Digital transformation: An art of transforming teams

"When digital transformation is done right, it's like a caterpillar turning into a butterfly, but when done wrong, all you have is a really fast caterpillar.” - George Westerman

When we talk about “Digital Transformation” projects, first thought that comes is around the changing ‘Technology’ - But all transformation projects are more about the people involved than the technology. It is about how your teams adapt to the changing technology, collaborate on different perspectives, ability to unlearn-and-learn, and match the pace on evolving ways of working with rapidly shifting market expectations. Once you master the art of transforming teams, transforming systems effectively becomes a by-product of the same.

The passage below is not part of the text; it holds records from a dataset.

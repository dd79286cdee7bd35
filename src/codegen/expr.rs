//! Expression lowering
//!
//! Each lowering returns a Go expression of type `any` (or a Go `bool`,
//! which is also a valid `any`). Anything fallible or effectful is hoisted
//! into a temporary first, so argument order is evaluation order. Operand
//! lists pin variable reads into temporaries before a later operand that
//! could reassign them runs.

use super::builtins::builtin;
use super::context::{go_string, var_name};
use super::stmt::{assigned_names, Sink};
use super::Gen;
use crate::error::Result;
use crate::parser::{BinaryOp, Expr, Statement, TryHandler, UnaryOp};

impl<'a> Gen<'a> {
    pub(crate) fn expr(&mut self, expr: &'a Expr) -> Result<String> {
        match expr {
            Expr::IntLit(n) => Ok(format!("int64({})", n)),
            Expr::FloatLit(f) => Ok(format!("float64({:?})", f)),
            Expr::StringLit(s) => Ok(go_string(s)),
            Expr::BoolLit(b) => Ok(b.to_string()),
            Expr::NilLit => Ok("nil".to_string()),
            Expr::Ident(name) => self.ident(name),
            Expr::Call { callee, args } => self.call(callee, args),
            Expr::Dot { object, field } => self.dot(object, field),
            Expr::Binary { op, left, right } => self.binary(*op, left, right),
            Expr::Unary { op, operand } => {
                let value = self.expr(operand)?;
                match op {
                    UnaryOp::Not => Ok(format!("!rgTruthy({})", value)),
                    UnaryOp::Neg => Ok(self.fallible(format!("rgNeg({})", value))),
                }
            }
            Expr::ArrayLit(items) => {
                let items = self.exprs(items)?;
                Ok(format!("rgNewArray({})", items.join(", ")))
            }
            Expr::HashLit(pairs) => {
                let parts = self.operands(pairs.iter().flat_map(|(k, v)| [k, v]))?;
                Ok(self.fallible(format!("rgHashOf({})", parts.join(", "))))
            }
            Expr::Index { object, index } => {
                let parts = self.operands([object.as_ref(), index.as_ref()])?;
                Ok(self.fallible(format!("rgIndex({}, {})", parts[0], parts[1])))
            }
            Expr::Lambda { params, body } => self.lambda(params, body),
            Expr::Try { expr, handler } => self.try_expr(expr, handler),
            Expr::Spawn { body } => self.spawn(body),
            Expr::Parallel { body } => self.parallel(body),
        }
    }

    pub(crate) fn exprs(&mut self, exprs: &'a [Expr]) -> Result<Vec<String>> {
        self.operands(exprs)
    }

    /// Lower operands left to right, keeping the values already computed
    /// when a later operand may reassign variables
    pub(crate) fn operands(&mut self, exprs: impl IntoIterator<Item = &'a Expr>) -> Result<Vec<String>> {
        let mut values: Vec<String> = Vec::new();
        for expr in exprs {
            if self.may_reassign(expr) {
                for value in values.iter_mut().filter(|v| !is_settled(v.as_str())) {
                    let temp = self.temp();
                    self.out.writeln(&format!("var {} any = {}", temp, value));
                    *value = temp;
                }
            }
            values.push(self.expr(expr)?);
        }
        Ok(values)
    }

    /// Whether evaluating `expr` can run user code that assigns a variable
    fn may_reassign(&self, expr: &Expr) -> bool {
        match expr {
            Expr::Call { callee, args } => match callee.as_ref() {
                Expr::Ident(name)
                    if !self.scopes.is_visible(name)
                        && !self.callable_def(name)
                        && builtin(name).is_some() =>
                {
                    args.iter().any(|a| self.may_reassign(a))
                }
                _ => true,
            },
            Expr::Try { expr, handler } => match handler {
                TryHandler::None => self.may_reassign(expr),
                TryHandler::Or(default) => self.may_reassign(expr) || self.may_reassign(default),
                TryHandler::Rescue { .. } => true,
            },
            Expr::Parallel { .. } => true,
            Expr::Dot { object, .. } => self.may_reassign(object),
            Expr::Binary { left, right, .. } => self.may_reassign(left) || self.may_reassign(right),
            Expr::Unary { operand, .. } => self.may_reassign(operand),
            Expr::ArrayLit(items) => items.iter().any(|e| self.may_reassign(e)),
            Expr::HashLit(pairs) => pairs
                .iter()
                .any(|(k, v)| self.may_reassign(k) || self.may_reassign(v)),
            Expr::Index { object, index } => self.may_reassign(object) || self.may_reassign(index),
            _ => false,
        }
    }

    /// `_tN, err := call` plus the early return; yields `_tN`
    pub(crate) fn fallible(&mut self, call: String) -> String {
        let temp = self.temp();
        self.out.writeln(&format!("{}, err := {}", temp, call));
        self.out.propagate("err");
        temp
    }

    /// `_tN := value`; yields `_tN`
    pub(crate) fn hoist(&mut self, value: String) -> String {
        let temp = self.temp();
        self.out.writeln(&format!("{} := {}", temp, value));
        temp
    }

    fn binary(&mut self, op: BinaryOp, left: &'a Expr, right: &'a Expr) -> Result<String> {
        let func = match op {
            BinaryOp::And | BinaryOp::Or => return self.logical(op, left, right),
            BinaryOp::Eq | BinaryOp::NotEq => {
                let parts = self.operands([left, right])?;
                let negate = if op == BinaryOp::NotEq { "!" } else { "" };
                return Ok(format!("{}rgEq({}, {})", negate, parts[0], parts[1]));
            }
            BinaryOp::Add => "rgAdd",
            BinaryOp::Sub => "rgSub",
            BinaryOp::Mul => "rgMul",
            BinaryOp::Div => "rgDiv",
            BinaryOp::Mod => "rgMod",
            BinaryOp::Lt => "rgLt",
            BinaryOp::Gt => "rgGt",
            BinaryOp::LtEq => "rgLtEq",
            BinaryOp::GtEq => "rgGtEq",
        };
        let parts = self.operands([left, right])?;
        Ok(self.fallible(format!("{}({}, {})", func, parts[0], parts[1])))
    }

    /// Short-circuit `&&` / `||`, yielding the deciding operand
    fn logical(&mut self, op: BinaryOp, left: &'a Expr, right: &'a Expr) -> Result<String> {
        let left = self.expr(left)?;
        let result = self.temp();
        self.out.writeln(&format!("var {} any = {}", result, left));
        let test = match op {
            BinaryOp::And => format!("rgTruthy({})", result),
            _ => format!("!rgTruthy({})", result),
        };
        self.out.writeln(&format!("if {} {{", test));
        self.out.indent();
        let right = self.expr(right)?;
        self.out.writeln(&format!("{} = {}", result, right));
        self.out.dedent();
        self.out.writeln("}");
        Ok(result)
    }

    /// Enter a Go closure; `break`/`next` cannot cross it
    pub(crate) fn open_closure(&mut self) -> usize {
        self.scopes.enter_closure();
        self.out.indent();
        std::mem::replace(&mut self.loop_depth, 0)
    }

    pub(crate) fn close_closure(&mut self, loop_depth: usize) {
        self.out.dedent();
        self.scopes.exit();
        self.loop_depth = loop_depth;
    }

    /// Locals and statements of a closure whose value is its last expression
    pub(crate) fn closure_body(&mut self, body: &'a [Statement]) -> Result<()> {
        self.declare_locals(assigned_names(body));
        if !self.body(body, Sink::Return)? {
            self.out.writeln("return nil, nil");
        }
        Ok(())
    }

    fn lambda(&mut self, params: &'a [String], body: &'a [Statement]) -> Result<String> {
        self.check_params(params)?;
        let func = self.temp();
        self.out
            .writeln(&format!("{} := rgFunc(func(args ...any) (any, error) {{", func));
        let loops = self.open_closure();
        self.out.writeln(&format!("if len(args) != {} {{", params.len()));
        self.out.indent();
        self.out.writeln(&format!(
            "return nil, rgFail(\"fn expects {} argument(s), got %d\", len(args))",
            params.len()
        ));
        self.out.dedent();
        self.out.writeln("}");
        for (i, param) in params.iter().enumerate() {
            self.scopes.declare(param);
            let var = var_name(param);
            self.out.writeln(&format!("{} := args[{}]", var, i));
            self.out.writeln(&format!("_ = {}", var));
        }
        self.closure_body(body)?;
        self.close_closure(loops);
        self.out.writeln("})");
        Ok(func)
    }

    /// `try` runs its expression in a recovering closure
    fn try_expr(&mut self, expr: &'a Expr, handler: &'a TryHandler) -> Result<String> {
        let value = self.temp();
        let failure = match handler {
            TryHandler::None => "_".to_string(),
            _ => self.temp(),
        };
        self.out.writeln(&format!(
            "{}, {} := rgTry(func() (any, error) {{",
            value, failure
        ));
        let loops = self.open_closure();
        let result = self.expr(expr)?;
        self.out.writeln(&format!("return {}, nil", result));
        self.close_closure(loops);
        self.out.writeln("})");

        match handler {
            TryHandler::None => {}
            TryHandler::Or(default) => {
                self.out.writeln(&format!("if {} != nil {{", failure));
                self.out.indent();
                let default = self.expr(default)?;
                self.out.writeln(&format!("{} = {}", value, default));
                self.out.dedent();
                self.out.writeln("}");
            }
            TryHandler::Rescue { name, body } => {
                self.out.writeln(&format!("if {} != nil {{", failure));
                self.out.indent();
                self.assign_var(name, &format!("{}.Error()", failure))?;
                self.body(body, Sink::Assign(&value))?;
                self.out.dedent();
                self.out.writeln("}");
            }
        }
        Ok(value)
    }
}

/// Go expressions no later evaluation can change
fn is_settled(value: &str) -> bool {
    let temp = value
        .strip_prefix("_t")
        .map_or(false, |n| !n.is_empty() && n.bytes().all(|b| b.is_ascii_digit()));
    temp || matches!(value, "nil" | "true" | "false")
        || value.starts_with('"')
        || value.starts_with("int64(")
        || value.starts_with("float64(")
}

#[cfg(test)]
mod tests {
    use super::*;

    #[test]
    fn test_settled_values() {
        for value in ["_t12", "nil", "true", "\"a\"", "int64(3)", "float64(1.5)"] {
            assert!(is_settled(value), "{}", value);
        }
        for value in ["v_x", "rgToS(v_x)", "_tx", "!rgTruthy(v_y)", "rgNewArray(v_a)"] {
            assert!(!is_settled(value), "{}", value);
        }
    }
}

Before we talk about what to do, let's discuss a little on what not to do

A journey can lead to destination or devastation - depending on how well prepared you were. Transformation journey is no different - if it’s carefully planned and executed, it embraces the change; but when done wrong, it makes everything worse including the current solution. So few things to keep in mind before you sign-up for a transformation project:

  • Don’t jump steps of transformation - It evolves with time, and prioritise on problem statement changes with current phase you’re in.
  • Don't just plan for destination but also focus on the journey - Have the plan from start to finish, but detail out quarterly deliverables with reviewed assessment on current state and business expectations.
  • Don't procrastinate on decision making - Faster decisions are key to faster execution. Have clear understanding on where short term decisions can be made, which are scalable to long term decisions when needed.
  • Don't have disparate communications on team's objective & goals - Communications play a crucial role in any program; more so in big transformations. Team should have the clarity of goals, awareness of common objectives and move together on an unified roadmap. Everyone should work towards the final impact and not just within their craft/ squad boundaries.
  • Don't dilute the program progress updates - define optimised processes and maintain clear accountability [if possible use DRI model] to provide status clarity, faster decision making and ensuring transparency of updates/ risks at all levels [with optimised processes and tools implementation], during all phases of a project.


How to transform teams to transform systems

"You don't hire for skills, you hire for attitude. You can always teach skills." -Simon Sinek

When we think of transforming teams, its about attitude transformation and how to approach the problem by all at any given phase. Once you have a team with well aligned transformation mind-set and clarity of goals - you have the strategy to succeed, rest is all tactical execution over defined strategy.

As said by Norman Schwarzkopf — 'The more you sweat in peace, the less you bleed in war.' Plan well for execution, execute well for impact.

So do we have one strategy through out the transformation? Yes and No!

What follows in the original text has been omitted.